▶ [Task goal] What are the lines of the listing below, word for word, from the first down to the one that contains "use async_trait::async_trait;"?

[Start of Attachment]

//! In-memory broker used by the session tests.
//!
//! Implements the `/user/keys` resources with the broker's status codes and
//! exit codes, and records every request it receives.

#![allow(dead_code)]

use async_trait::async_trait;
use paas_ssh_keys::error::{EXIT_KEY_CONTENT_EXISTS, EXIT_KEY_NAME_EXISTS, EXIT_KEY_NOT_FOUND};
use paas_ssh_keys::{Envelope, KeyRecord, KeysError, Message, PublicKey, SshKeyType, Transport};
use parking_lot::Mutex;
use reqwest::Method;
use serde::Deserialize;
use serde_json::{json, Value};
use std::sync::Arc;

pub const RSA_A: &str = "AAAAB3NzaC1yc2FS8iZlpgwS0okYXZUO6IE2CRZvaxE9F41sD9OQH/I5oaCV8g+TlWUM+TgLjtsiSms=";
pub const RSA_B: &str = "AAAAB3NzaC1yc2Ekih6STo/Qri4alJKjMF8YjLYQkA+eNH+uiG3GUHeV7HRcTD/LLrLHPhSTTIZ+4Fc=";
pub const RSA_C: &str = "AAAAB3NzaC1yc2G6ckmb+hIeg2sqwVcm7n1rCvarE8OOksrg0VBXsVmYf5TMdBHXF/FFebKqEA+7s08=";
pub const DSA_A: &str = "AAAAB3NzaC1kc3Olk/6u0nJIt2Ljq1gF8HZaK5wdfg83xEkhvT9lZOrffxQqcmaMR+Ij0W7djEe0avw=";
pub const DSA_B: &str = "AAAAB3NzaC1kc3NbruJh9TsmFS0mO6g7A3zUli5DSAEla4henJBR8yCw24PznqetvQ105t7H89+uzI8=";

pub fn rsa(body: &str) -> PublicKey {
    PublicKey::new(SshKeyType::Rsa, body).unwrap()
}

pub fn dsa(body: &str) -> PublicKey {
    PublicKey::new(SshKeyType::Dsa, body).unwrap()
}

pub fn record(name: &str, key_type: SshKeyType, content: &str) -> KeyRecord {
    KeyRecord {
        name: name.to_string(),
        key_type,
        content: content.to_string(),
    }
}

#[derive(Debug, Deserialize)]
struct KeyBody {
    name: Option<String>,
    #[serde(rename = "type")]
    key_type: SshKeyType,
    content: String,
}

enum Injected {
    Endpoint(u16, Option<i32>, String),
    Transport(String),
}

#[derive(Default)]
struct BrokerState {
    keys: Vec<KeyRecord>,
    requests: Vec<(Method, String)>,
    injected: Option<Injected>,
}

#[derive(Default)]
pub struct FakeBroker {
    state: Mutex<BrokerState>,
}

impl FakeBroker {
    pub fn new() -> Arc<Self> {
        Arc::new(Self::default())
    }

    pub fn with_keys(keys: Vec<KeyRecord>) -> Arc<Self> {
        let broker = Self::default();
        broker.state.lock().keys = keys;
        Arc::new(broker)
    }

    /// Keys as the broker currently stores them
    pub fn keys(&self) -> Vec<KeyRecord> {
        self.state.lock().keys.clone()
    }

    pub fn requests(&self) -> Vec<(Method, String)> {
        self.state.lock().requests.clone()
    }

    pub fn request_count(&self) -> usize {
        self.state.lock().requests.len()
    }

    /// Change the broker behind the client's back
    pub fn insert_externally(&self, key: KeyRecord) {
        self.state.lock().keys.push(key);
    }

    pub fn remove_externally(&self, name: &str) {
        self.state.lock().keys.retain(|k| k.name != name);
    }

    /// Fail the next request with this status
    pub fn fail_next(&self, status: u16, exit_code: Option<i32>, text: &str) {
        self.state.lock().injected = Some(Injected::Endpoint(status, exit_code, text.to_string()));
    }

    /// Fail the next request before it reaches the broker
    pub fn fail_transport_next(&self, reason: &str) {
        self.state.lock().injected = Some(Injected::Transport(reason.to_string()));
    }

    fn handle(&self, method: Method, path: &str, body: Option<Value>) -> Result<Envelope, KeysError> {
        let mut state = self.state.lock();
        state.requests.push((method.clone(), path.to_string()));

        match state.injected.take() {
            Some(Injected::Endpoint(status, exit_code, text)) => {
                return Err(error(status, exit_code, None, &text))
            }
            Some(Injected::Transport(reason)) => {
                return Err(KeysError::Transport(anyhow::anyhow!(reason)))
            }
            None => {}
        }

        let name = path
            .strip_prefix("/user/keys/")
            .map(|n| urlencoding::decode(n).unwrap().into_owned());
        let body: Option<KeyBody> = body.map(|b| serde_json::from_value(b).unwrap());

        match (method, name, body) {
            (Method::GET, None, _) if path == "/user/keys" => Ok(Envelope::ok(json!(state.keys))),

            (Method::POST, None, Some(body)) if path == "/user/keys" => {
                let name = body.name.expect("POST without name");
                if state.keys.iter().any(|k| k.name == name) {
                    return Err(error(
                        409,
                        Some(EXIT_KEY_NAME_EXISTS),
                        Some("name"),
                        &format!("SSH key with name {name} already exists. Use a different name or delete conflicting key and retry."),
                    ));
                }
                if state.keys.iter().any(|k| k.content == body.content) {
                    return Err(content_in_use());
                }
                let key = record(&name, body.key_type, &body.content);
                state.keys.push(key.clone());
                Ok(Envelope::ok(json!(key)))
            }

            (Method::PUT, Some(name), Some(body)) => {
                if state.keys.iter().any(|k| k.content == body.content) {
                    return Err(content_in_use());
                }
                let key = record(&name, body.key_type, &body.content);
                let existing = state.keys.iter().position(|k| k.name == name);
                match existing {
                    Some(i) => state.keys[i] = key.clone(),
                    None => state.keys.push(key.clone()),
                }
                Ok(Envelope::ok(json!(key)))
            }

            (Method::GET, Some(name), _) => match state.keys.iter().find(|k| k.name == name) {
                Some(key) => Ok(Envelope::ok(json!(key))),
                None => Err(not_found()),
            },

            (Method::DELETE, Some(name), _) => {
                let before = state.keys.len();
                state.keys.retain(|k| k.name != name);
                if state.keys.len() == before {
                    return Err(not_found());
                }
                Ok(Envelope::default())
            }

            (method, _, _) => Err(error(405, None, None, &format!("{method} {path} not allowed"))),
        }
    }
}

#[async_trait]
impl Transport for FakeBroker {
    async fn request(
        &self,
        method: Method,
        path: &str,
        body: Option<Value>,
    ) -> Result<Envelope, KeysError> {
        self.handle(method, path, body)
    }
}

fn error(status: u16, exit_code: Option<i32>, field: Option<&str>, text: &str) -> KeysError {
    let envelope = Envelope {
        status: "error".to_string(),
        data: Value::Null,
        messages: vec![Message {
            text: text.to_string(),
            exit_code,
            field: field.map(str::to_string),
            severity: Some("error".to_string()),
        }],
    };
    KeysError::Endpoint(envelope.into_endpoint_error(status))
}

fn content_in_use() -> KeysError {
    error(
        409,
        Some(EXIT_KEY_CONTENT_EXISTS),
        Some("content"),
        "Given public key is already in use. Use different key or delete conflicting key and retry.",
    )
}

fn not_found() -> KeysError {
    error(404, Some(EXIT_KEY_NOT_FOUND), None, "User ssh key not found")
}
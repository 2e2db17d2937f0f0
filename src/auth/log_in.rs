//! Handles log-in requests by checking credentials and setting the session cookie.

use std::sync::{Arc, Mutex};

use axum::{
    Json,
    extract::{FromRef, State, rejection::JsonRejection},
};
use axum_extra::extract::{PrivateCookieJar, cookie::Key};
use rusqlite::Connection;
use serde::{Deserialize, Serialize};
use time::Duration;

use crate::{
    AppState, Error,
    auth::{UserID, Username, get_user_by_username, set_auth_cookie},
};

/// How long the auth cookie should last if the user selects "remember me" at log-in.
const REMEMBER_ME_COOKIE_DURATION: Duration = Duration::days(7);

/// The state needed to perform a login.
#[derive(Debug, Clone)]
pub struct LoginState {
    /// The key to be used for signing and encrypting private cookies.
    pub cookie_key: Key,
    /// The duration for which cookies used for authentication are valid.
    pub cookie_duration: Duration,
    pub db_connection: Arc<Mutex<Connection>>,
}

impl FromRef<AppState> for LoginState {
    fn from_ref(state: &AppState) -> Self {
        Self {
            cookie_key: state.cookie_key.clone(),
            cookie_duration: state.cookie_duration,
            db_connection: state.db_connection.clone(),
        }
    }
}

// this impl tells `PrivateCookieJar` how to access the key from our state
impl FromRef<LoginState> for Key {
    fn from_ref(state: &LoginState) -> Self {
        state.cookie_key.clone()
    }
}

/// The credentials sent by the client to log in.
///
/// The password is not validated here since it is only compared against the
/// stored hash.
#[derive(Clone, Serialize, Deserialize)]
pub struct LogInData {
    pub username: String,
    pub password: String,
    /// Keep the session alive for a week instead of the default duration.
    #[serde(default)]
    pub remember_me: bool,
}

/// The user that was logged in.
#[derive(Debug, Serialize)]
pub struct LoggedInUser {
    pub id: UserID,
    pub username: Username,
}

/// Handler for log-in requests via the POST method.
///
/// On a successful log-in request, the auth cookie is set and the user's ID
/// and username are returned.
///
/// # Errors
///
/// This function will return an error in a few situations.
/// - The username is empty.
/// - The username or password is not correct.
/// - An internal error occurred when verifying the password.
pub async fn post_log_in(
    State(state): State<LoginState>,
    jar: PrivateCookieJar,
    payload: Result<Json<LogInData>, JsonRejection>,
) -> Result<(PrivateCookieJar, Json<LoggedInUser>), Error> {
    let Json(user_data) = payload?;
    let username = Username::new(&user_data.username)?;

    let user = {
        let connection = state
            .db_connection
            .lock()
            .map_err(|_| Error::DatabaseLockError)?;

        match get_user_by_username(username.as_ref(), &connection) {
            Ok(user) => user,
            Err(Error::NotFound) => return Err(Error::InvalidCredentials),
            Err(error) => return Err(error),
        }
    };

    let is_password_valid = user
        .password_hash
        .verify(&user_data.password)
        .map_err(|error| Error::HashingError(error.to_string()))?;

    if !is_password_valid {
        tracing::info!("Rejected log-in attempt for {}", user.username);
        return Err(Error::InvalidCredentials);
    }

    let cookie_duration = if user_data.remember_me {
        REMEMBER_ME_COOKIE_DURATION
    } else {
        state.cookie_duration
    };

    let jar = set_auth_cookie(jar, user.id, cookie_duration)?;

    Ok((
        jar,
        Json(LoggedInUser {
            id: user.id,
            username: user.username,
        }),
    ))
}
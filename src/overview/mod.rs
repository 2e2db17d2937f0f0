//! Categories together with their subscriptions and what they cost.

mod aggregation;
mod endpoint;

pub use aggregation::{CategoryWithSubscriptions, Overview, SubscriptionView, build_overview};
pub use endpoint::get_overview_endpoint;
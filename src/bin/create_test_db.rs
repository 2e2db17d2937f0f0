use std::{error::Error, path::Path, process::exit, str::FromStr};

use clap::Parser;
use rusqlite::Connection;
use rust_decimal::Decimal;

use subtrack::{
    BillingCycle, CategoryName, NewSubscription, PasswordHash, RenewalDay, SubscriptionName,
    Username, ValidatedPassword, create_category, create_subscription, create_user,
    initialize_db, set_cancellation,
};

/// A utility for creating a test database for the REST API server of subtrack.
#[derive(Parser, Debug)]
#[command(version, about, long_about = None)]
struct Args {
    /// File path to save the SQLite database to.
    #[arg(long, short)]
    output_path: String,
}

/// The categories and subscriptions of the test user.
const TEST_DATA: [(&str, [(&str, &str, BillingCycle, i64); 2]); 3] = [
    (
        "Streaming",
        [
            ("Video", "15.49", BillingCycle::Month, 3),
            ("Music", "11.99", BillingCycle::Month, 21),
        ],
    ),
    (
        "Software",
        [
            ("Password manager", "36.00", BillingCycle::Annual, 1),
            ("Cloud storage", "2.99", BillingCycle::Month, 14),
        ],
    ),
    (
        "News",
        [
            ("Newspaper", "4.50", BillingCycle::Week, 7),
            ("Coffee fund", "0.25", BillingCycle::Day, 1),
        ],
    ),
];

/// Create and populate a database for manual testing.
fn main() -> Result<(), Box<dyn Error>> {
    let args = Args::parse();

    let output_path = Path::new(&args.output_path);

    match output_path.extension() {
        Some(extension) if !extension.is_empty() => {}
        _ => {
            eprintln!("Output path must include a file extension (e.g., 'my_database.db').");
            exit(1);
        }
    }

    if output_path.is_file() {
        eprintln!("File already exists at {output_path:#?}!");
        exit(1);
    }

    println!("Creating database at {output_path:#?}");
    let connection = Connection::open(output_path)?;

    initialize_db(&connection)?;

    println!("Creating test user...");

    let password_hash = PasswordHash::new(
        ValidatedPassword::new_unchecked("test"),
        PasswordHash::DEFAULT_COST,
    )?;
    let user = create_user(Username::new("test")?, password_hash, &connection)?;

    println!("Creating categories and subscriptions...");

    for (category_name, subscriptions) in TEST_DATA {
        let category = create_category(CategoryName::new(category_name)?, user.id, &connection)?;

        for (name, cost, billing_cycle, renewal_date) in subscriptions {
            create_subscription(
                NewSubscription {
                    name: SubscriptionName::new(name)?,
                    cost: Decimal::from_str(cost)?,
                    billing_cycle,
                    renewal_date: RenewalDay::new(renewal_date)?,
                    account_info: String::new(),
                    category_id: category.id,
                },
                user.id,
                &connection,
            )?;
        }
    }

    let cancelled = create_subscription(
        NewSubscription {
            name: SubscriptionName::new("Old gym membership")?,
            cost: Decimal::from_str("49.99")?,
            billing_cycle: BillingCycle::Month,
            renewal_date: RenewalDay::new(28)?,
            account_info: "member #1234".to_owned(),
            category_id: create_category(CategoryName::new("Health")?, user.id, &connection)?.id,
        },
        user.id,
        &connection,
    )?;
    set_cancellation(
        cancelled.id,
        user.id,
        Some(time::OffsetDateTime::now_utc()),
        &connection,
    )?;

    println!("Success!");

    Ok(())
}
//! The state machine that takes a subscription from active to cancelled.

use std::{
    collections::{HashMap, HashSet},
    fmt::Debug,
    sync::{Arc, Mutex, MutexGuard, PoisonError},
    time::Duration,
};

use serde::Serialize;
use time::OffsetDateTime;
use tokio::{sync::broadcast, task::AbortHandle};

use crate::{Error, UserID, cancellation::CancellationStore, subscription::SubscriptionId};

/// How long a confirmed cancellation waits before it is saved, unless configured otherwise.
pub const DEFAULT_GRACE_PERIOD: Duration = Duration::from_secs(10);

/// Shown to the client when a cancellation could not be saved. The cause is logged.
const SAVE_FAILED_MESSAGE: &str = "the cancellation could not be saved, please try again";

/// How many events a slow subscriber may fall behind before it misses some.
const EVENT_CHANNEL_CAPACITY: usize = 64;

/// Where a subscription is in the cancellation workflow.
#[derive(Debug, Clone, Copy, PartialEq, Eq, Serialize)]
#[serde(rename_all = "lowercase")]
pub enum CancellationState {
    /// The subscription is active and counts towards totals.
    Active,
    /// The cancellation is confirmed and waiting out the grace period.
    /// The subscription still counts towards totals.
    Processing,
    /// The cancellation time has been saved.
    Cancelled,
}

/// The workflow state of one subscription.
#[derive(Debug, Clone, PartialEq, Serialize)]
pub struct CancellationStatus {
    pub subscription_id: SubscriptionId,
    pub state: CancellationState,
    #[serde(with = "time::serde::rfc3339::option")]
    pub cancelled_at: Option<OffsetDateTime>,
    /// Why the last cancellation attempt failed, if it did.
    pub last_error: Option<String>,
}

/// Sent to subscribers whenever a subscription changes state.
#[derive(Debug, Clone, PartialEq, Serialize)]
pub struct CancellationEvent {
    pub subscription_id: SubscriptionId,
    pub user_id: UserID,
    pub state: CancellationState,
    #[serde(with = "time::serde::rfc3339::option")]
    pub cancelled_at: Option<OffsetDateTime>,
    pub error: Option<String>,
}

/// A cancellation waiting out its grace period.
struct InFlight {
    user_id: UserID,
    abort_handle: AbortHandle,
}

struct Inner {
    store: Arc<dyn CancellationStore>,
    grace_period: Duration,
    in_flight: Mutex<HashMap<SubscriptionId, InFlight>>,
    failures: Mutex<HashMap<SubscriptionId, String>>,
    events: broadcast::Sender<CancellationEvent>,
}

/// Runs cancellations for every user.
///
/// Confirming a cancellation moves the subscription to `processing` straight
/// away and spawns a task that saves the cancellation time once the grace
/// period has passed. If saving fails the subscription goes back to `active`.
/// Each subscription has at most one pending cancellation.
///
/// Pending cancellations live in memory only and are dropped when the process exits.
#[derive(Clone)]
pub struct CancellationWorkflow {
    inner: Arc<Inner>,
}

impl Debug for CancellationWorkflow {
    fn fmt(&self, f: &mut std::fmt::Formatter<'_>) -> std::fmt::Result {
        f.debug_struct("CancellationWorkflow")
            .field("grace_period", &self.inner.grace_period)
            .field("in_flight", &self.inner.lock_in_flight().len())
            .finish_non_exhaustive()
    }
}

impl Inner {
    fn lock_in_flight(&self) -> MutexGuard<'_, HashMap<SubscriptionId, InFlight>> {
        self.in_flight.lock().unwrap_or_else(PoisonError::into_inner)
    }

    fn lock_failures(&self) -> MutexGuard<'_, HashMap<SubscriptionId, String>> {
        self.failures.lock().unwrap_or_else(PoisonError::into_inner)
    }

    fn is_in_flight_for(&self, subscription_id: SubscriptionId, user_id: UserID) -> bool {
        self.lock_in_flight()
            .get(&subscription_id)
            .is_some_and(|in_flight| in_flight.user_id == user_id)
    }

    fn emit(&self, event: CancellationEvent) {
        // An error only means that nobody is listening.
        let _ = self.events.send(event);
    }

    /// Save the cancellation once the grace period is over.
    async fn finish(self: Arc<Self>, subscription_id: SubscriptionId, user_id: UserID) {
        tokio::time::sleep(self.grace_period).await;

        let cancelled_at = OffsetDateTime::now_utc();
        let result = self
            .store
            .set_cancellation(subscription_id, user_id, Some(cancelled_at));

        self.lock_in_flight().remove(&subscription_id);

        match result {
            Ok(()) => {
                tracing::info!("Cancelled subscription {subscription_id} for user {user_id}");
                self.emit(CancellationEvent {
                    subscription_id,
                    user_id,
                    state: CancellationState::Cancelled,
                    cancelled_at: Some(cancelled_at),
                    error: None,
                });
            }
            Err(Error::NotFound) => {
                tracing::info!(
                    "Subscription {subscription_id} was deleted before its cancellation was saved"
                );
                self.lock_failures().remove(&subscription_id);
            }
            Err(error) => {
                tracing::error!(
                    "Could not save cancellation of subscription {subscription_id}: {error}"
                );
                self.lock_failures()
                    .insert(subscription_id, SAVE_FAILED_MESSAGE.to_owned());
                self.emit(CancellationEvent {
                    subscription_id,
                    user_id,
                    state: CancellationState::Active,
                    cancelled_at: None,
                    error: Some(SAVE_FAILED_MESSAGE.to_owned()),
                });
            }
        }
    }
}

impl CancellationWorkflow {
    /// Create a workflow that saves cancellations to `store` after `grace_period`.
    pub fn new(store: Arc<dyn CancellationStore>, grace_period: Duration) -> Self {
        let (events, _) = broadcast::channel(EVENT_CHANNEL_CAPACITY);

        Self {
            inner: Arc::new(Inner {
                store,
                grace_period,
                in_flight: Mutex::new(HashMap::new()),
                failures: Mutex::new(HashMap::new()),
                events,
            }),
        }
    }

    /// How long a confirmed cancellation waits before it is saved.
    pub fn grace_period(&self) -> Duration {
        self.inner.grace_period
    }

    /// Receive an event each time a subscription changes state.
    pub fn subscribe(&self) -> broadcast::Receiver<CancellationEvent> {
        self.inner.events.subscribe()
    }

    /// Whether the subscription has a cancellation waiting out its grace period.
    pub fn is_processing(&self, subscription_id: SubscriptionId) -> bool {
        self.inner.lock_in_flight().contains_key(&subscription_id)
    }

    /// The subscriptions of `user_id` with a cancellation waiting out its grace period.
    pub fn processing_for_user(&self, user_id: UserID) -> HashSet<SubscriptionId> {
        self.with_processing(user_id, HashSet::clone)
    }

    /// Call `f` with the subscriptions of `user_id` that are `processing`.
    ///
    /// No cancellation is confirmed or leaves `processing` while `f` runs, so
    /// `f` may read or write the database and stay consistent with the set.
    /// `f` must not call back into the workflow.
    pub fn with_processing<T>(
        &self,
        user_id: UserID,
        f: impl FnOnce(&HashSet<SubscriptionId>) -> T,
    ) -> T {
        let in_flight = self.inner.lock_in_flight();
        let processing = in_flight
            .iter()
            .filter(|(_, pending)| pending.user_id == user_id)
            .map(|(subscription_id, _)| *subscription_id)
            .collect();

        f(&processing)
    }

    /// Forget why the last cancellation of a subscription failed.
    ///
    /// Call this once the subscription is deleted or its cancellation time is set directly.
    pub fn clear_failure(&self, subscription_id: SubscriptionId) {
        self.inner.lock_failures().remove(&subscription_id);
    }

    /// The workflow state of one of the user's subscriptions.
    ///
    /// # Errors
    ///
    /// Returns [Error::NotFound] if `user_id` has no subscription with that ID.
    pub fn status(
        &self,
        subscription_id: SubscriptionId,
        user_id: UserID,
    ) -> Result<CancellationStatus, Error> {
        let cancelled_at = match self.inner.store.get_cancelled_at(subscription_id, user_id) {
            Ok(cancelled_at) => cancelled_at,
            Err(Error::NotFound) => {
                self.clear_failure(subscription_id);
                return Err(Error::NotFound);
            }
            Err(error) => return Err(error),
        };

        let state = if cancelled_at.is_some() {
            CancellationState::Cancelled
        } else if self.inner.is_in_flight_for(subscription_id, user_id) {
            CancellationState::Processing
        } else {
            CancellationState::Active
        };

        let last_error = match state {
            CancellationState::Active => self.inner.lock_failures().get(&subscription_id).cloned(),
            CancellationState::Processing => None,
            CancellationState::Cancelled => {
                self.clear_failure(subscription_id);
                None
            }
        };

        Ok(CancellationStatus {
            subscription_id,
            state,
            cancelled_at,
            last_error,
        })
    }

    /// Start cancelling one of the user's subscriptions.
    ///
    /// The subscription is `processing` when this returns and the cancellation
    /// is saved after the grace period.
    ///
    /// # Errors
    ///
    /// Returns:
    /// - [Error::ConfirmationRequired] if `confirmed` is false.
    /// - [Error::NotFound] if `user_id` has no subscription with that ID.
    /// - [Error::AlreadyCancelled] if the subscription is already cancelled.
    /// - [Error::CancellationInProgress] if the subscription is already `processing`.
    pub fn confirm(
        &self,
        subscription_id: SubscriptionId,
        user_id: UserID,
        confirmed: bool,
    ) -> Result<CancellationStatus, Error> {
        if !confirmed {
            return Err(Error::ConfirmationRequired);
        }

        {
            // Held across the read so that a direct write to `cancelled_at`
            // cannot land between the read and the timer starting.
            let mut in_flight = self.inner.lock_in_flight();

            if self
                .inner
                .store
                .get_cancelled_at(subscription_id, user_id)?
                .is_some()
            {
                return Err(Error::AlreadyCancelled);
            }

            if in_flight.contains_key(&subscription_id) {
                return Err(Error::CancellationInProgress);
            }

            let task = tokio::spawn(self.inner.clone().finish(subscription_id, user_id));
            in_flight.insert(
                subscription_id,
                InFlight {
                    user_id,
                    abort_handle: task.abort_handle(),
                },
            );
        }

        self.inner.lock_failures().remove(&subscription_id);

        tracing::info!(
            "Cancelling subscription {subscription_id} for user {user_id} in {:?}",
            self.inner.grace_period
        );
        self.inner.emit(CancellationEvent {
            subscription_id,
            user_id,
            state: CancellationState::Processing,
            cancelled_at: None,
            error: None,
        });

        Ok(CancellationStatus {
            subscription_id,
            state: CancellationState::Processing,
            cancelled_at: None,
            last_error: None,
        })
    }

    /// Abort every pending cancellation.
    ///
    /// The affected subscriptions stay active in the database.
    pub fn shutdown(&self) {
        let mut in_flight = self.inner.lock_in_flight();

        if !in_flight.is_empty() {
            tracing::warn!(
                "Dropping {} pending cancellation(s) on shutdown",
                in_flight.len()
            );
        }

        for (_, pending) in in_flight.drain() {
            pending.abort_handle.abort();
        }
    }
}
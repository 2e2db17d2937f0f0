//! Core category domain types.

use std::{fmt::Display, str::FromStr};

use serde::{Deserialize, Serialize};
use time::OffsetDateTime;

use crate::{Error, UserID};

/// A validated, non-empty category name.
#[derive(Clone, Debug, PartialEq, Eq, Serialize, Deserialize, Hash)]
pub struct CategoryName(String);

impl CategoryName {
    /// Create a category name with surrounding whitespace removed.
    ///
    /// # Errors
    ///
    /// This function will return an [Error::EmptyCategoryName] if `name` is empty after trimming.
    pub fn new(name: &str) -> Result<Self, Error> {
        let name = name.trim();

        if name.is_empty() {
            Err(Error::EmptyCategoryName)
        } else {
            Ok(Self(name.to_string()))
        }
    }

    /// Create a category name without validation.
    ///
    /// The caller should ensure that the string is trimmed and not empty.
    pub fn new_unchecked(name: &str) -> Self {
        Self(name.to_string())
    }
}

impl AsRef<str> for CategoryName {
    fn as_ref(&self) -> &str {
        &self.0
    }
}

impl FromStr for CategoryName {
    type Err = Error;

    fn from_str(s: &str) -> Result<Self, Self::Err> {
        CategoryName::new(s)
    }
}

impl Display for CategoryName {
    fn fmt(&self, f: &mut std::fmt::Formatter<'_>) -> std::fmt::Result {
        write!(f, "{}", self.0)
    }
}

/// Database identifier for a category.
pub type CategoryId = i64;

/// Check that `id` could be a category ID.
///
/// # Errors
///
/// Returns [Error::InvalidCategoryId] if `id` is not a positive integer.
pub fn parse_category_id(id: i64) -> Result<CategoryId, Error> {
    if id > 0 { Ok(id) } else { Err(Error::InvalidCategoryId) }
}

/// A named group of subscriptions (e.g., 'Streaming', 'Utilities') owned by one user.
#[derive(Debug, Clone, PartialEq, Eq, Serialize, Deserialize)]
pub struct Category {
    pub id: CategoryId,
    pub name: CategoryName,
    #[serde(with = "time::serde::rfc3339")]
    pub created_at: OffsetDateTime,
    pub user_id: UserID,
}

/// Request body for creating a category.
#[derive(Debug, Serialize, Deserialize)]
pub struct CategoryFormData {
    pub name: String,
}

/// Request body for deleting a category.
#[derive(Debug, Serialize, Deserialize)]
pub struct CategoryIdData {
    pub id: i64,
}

[End of Attachment]

▶ [Exercise solution]
//! In-memory broker used by the session tests.
//!
//! Implements the `/user/keys` resources with the broker's status codes and
//! exit codes, and records every request it receives.

#![allow(dead_code)]

use async_trait::async_trait;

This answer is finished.